I would consider winter tyres as well though if you stick to the coast you should avoid most snow if you are lucky
You will also be short of daylight that far north in December


----------



## coppo (May 27, 2009)

Sounds a great plan, i love touring in winter.

Agreed, winter tyres would be good, they make such a difference.

Paul.


----------



## grizzlyj (Oct 14, 2008)

Hi

We spent Jan and Feb 2009 in Scotland, and found the further north away from the mountains it was the milder and dryer it seemed to be. 

Our camper is 6.5ish and we had no problems. 

Some campsites are shut but its worth asking if they can still help you out. Along the north coast one campsite had leccy but no water, the next had water and no leccy for instance.
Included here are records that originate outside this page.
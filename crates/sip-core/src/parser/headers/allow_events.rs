// RFC 6665 Section 7.2 - Allow-Events Header Parser
//
// Allow-Events = "Allow-Events" HCOLON event-type *(COMMA event-type)
// event-type = event-package *( "." event-template )
// event-package = token-nodot
// event-template = token-nodot
// token-nodot = 1*( alphanum / "-" / "!" / "%" / "*" / "_" / "+" / "`" / "'" / "~" )

// Remove unused import - we're using separated_list1 directly
use crate::parser::token::token;
use crate::parser::whitespace::{lws, sws};
use crate::parser::ParseResult;
use crate::types::allow_events::AllowEvents;
use nom::bytes::complete::{take_while1, is_not};
use nom::character::complete::char;
use nom::combinator::{map, opt, recognize};
use nom::multi::separated_list1;
use nom::sequence::{preceded, separated_pair, tuple};

/// Check if a byte is valid for token-nodot (excludes '.')
fn is_token_nodot_char(c: u8) -> bool {
    c.is_ascii_alphanumeric() || 
    matches!(c, b'-' | b'!' | b'%' | b'*' | b'_' | b'+' | b'`' | b'\'' | b'~')
}

/// Parse a token-nodot
fn token_nodot(input: &[u8]) -> ParseResult<&[u8]> {
    take_while1(is_token_nodot_char)(input)
}

/// Parse an event-type (event-package with optional dot-separated templates)
/// event-type = event-package *( "." event-template )
fn event_type(input: &[u8]) -> ParseResult<String> {
    map(
        recognize(
            tuple((
                token_nodot,
                nom::multi::many0(
                    preceded(char('.'), token_nodot)
                )
            ))
        ),
        |bytes| std::str::from_utf8(bytes).unwrap_or("").to_string()
    )(input)
}

/// Parse an Allow-Events header value
///
/// # ABNF
/// ```abnf
/// Allow-Events = "Allow-Events" HCOLON event-type *(COMMA event-type)
/// ```
///
/// # Example
/// ```text
/// Allow-Events: presence, message-summary, dialog
/// Allow-Events: presence.winfo, conference
/// ```
pub fn parse_allow_events(input: &[u8]) -> ParseResult<AllowEvents> {
    // Parse any leading whitespace
    let (input, _) = sws(input)?;
    
    // Parse comma-separated list of event types
    let (input, events) = separated_list1(
        tuple((sws, char(','), sws)),
        event_type
    )(input)?;
    
    // Parse any trailing whitespace
    let (input, _) = sws(input)?;
    
    Ok((input, AllowEvents::new(events)))
}
use crate::error::{Error, Result};
use crate::types::{
    auth::{
        AuthenticationInfo,
        AuthenticationInfoParam,
        Qop
    },
    TypedHeader,
    header::TypedHeaderTrait,
    headers::header_access::HeaderAccess,
};
use super::HeaderSetter;

/// Extension trait for adding Authentication-Info header building capabilities
///
/// This trait provides methods for adding Authentication-Info headers to SIP responses.
/// Authentication-Info headers are defined in RFC 3261 and are sent by servers in 2xx responses
/// following successful authentication with either WWW-Authenticate/Authorization or
/// Proxy-Authenticate/Proxy-Authorization.
///
/// # Purpose of Authentication-Info
///
/// The Authentication-Info header serves several purposes in SIP authentication:
///
/// 1. **Session Continuation**: Provides the next nonce to use for subsequent requests,
///    allowing continued authentication without challenging every request
///
/// 2. **Mutual Authentication**: Proves the server's knowledge of shared credentials
///    through the rspauth parameter
///
/// 3. **State Synchronization**: Acknowledges the client's authentication parameters
///    and maintains authentication state
///
/// # When to Use Authentication-Info
///
/// The Authentication-Info header should be included in successful responses (2xx)
/// following authentication:
///
/// - After successful client authentication via Authorization
/// - As part of an ongoing digest authentication session
/// - When implementing mutual authentication (server proving its identity to client)
/// - When the server wants to update authentication parameters
///
/// # Relationship with Other Authentication Headers
///
/// Authentication-Info works together with other SIP authentication headers:
///
/// ```rust
/// // Authentication flow diagram:
/// //
/// // Client                   Server
/// //   |                         |
/// //   |------- REQUEST -------->|
/// //   |                         |
/// //   |<-- 401 + WWW-Auth. ----|  (Challenge)
/// //   |                         |
/// //   |-- REQ + Authorization ->|  (Response)
/// //   |                         |
/// //   |<-- 200 + Auth-Info ----|  (Acknowledgment + Next credentials)
/// //   |                         |
/// //   |-- REQ + Authorization ->|  (Using nextnonce)
/// //   |                         |
/// ```
///
/// # Security Considerations
///
/// The Authentication-Info header enhances security in SIP in several ways:
///
/// - Protects against replay attacks through nonce rotation
/// - Enables mutual authentication so clients can verify server identity
/// - Maintains authentication state for long-running sessions
///
/// # Examples
///
/// ## Complete Authentication Flow Example
///
/// ```rust
/// use rvoip_sip_core::prelude::*;
/// use rvoip_sip_core::builder::{SimpleRequestBuilder, SimpleResponseBuilder};
/// use rvoip_sip_core::builder::headers::{WwwAuthenticateExt, AuthorizationExt, AuthenticationInfoExt};
///
/// // Step 1: Server challenges client with WWW-Authenticate
/// let challenge_response = SimpleResponseBuilder::new(StatusCode::Unauthorized, None)
///     .www_authenticate_digest(
///         "example.com",                              // realm
///         "dcd98b7102dd2f0e8b11d0f600bfb0c093"       // nonce
///     )
///     .to("Alice", "sip:alice@example.com", Some("a73kszlfl"))
///     .from("SIP Server", "sip:registrar@example.com", Some("1232412"))
///     .call_id("f81d4fae-7dec-11d0-a765-00a0c91e6bf6@alice-pc")
///     .cseq(1, Method::Register)
///     .build();
///
/// // Step 2: Client calculates response and authenticates
/// // In practice, this would be calculated per RFC 2617/7616
/// let response_hash = "31e9ee75f699bd4b23a36577542c7dcc";
/// let client_nonce = "0a4f113b";
/// let uri = "sip:example.com";
///
/// let authenticated_request = SimpleRequestBuilder::register("sip:example.com").unwrap()
///     .from("Alice", "sip:alice@example.com", Some("a73kszlfl"))
///     .to("Alice", "sip:alice@example.com", Some("a73kszlfl"))
///     .call_id("f81d4fae-7dec-11d0-a765-00a0c91e6bf6@alice-pc")
///     .cseq(2)
///     // Note: authorization_digest() parameter order:
///     // username, realm, nonce, response, uri, algorithm, cnonce, opaque, qop, nc, userhash
///     .authorization_digest(
///         "alice",                                    // username
///         "example.com",                              // realm
///         "dcd98b7102dd2f0e8b11d0f600bfb0c093",      // nonce
///         response_hash,                              // response
///         Some(uri),                                  // uri (needs to be wrapped in Some)
///         Some("SHA-256"),                            // algorithm
///         Some(client_nonce),                         // cnonce
///         None,                                       // opaque
///         Some("auth"),                               // qop
///         Some("00000001"),                           // nc
///         None                                        // userhash
///     )
///     .build();
///
/// // Step 3: Server validates auth and responds with Authentication-Info
/// // Also calculate server authentication response for mutual auth
/// let server_rspauth = "6629fae49393a05397450978507c4ef1";
/// let next_nonce = "fcb7bae57a15b83854575c0643bb9254"; // Provide new nonce for future requests
///
/// let success_response = SimpleResponseBuilder::new(StatusCode::Ok, None)
///     .to("Alice", "sip:alice@example.com", Some("a73kszlfl"))
///     .from("SIP Server", "sip:registrar@example.com", Some("1232412"))
///     .call_id("f81d4fae-7dec-11d0-a765-00a0c91e6bf6@alice-pc")
///     .cseq(2, Method::Register)
///     .authentication_info(
///         Some(next_nonce),                          // nextnonce (for future requests)
///         Some("auth"),                              // qop (same as in client request)
///         Some(server_rspauth),                      // rspauth (for mutual authentication)
///         Some(client_nonce),                        // cnonce (echoed from client)
///         Some("00000001")                           // nc (echoed from client)
///     )
///     .build();
///
/// // Step 4: Client validates server's rspauth and stores nextnonce for future requests
/// ```
pub trait AuthenticationInfoExt {
    /// Add an Authentication-Info header to the response
    ///
    /// The Authentication-Info header is typically included in 2xx responses following
    /// successful authentication. It provides authentication session continuation
    /// information and can be used for mutual authentication (allowing clients to
    /// verify the server's identity).
    ///
    /// # Parameters
    ///
    /// * `nextnonce` - Optional new nonce value that should be used for the next client request, 
    ///                 helping prevent replay attacks and allowing for credential rotation
    /// * `qop` - Optional quality of protection that was applied to the message (usually "auth"
    ///           or "auth-int"), should match the qop from the client's request
    /// * `rspauth` - Optional server response digest value used for mutual authentication,
    ///              calculated similar to the client's response but using an empty method field
    /// * `cnonce` - Optional client nonce reflected back from the client's Authorization header
    /// * `nc` - Optional nonce count reflected back from the client's Authorization header
    ///
    /// # Returns
    ///
    /// Self for method chaining
    ///
    /// # Use cases
    ///
    /// There are several common use cases for the Authentication-Info header:
    ///
    /// 1. **Basic Acknowledgment**: Simply confirm successful authentication
    /// 2. **Nonce Rotation**: Provide a new nonce for continued authentication
    /// 3. **Mutual Authentication**: Prove server identity with rspauth
    /// 4. **Complete Session**: Maintain all authentication parameters
    ///
    /// # Examples
    ///
    /// ## Basic Example with New Nonce
    ///
    /// ```rust
    /// use rvoip_sip_core::prelude::*;
    /// use rvoip_sip_core::builder::{SimpleResponseBuilder, headers::AuthenticationInfoExt};
    /// use rvoip_sip_core::types::{Method, StatusCode};
    /// 
    /// // Send a new nonce for the next request
    /// let response = SimpleResponseBuilder::new(StatusCode::Ok, None)
    ///     .from("Alice", "sip:alice@example.com", Some("1928301774"))
    ///     .to("Bob", "sip:bob@example.com", Some("a6c85cf"))
    ///     .authentication_info(
    ///         Some("dcd98b7102dd2f0e8b11d0f600bfb0c099"), // nextnonce
    ///         None,   // no qop needed for basic usage
    ///         None,   // no rspauth needed
    ///         None,   // no cnonce needed
    ///         None    // no nc needed
    ///     )
    ///     .build();
    /// ```
    ///
    /// ## Full Example with Mutual Authentication
    ///
    /// ```rust
    /// use rvoip_sip_core::prelude::*;
    /// use rvoip_sip_core::builder::{SimpleResponseBuilder, headers::AuthenticationInfoExt};
    /// use rvoip_sip_core::types::{Method, StatusCode};
    /// 
    /// // Complete response with mutual authentication
    /// let response = SimpleResponseBuilder::new(StatusCode::Ok, None)
    ///     .from("Alice", "sip:alice@example.com", Some("1928301774"))
    ///     .to("Bob", "sip:bob@example.com", Some("a6c85cf"))
    ///     .authentication_info(
    ///         Some("dcd98b7102dd2f0e8b11d0f600bfb0c099"), // nextnonce
    ///         Some("auth"),                               // qop
    ///         Some("6629fae49393a05397450978507c4ef1"),   // rspauth for mutual auth
    ///         Some("8dd675a9"),                           // cnonce (echoed from client)
    ///         Some("00000001")                            // nc (echoed from client)
    ///     )
    ///     .build();
    /// ```
    ///
    /// ## Authentication-Info in a Proxy Response
    ///
    /// ```rust
    /// use rvoip_sip_core::prelude::*;
    /// use rvoip_sip_core::builder::{SimpleResponseBuilder, headers::AuthenticationInfoExt};
    /// use rvoip_sip_core::types::{Method, StatusCode};
    /// 
    /// // A proxy server responding after successful Proxy-Authorization
    /// let proxy_response = SimpleResponseBuilder::new(StatusCode::Ok, None)
    ///     .to("Bob", "sip:bob@example.com", Some("a6c85cf"))
    ///     .from("Alice", "sip:alice@example.com", Some("1928301774"))
    ///     // Via headers would normally be here
    ///     .authentication_info(
    ///         Some("9de5b7ac8dc25c96b512dc458d393b35"), // nextnonce
    ///         Some("auth"),                             // qop
    ///         None,                                     // no rspauth (not using mutual auth)
    ///         Some("a71d2bef"),                         // cnonce (from client)
    ///         Some("00000001")                          // nc (from client)
    ///     )
    ///     .build();
    /// ```
    fn authentication_info(
        self,
        nextnonce: Option<&str>,
        qop: Option<&str>,
        rspauth: Option<&str>,
        cnonce: Option<&str>,
        nc: Option<&str>,
    ) -> Self;
}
We went back last year 23rd April to get married on Farr Bay beach, sun, rain, hail and snow by 3pm, but a lovely spot  

Have fun


----------



## Codfinger (Jan 11, 2008)

Lucky devils, well its the Highlands so you will get some weather but enjoy yourselves, as far as I know Applecross campsite will be open as we thought about Xmas there last year but never made it
Chris.


----------



## peedie (Feb 14, 2011)

*Scottich Highlands*

Hi,
If you get good weather you won't regret the trip as the winter can be spectacular in sunshine. Coastal areas in the west generally get less snow than anywhere else due to the higher sea temperature and prevailing westerly wind.
We also have a 6m motorhome and there are loads of great spots for wild camping all over the highlands so you can have a new view every day.
Visit the Summer Isles at Achiltibuie and if you need water, electric, drains, wifi etc I can PM you our contact details as we live there. Campsite is shut in the winter.

Peter


----------



## rayrecrok (Nov 21, 2008)

Hi.

We set off on spec during the Christmas Holidays a couple of years back, we made our way up to Inverness down the side of Loch Ness and on to Fort Augustus, all without any problems in fact it was a brilliant drive up.
We planed to stay the night in Fort Augustus except we didn't!. It started snowing, heavily so we had a decision do we go over to Fort William and the better climate on the West Coast or do we stay where we are in Fort Augustus.

We went!.

We set off across towards Fort William as the weather on the West Coast is never as iffy as the East coast. All the time the snow was falling and getting thicker on the roads. There was no traffic coming the other way which looked ominous 8O but we carried on thinking we have water the bog is empty and we have loads of snap in the van if we get stuck we get stuck.
Up ahead through the snow we could see what looked like a big lorry, which turned out to be a snow plough, we tucked in behind it as it seemed to be going our way. After a bit I managed to see behind us and there was a line of cars and HGVs all nose to tail, we were all following the snow plough.. And still not a single vehicle coming the other way..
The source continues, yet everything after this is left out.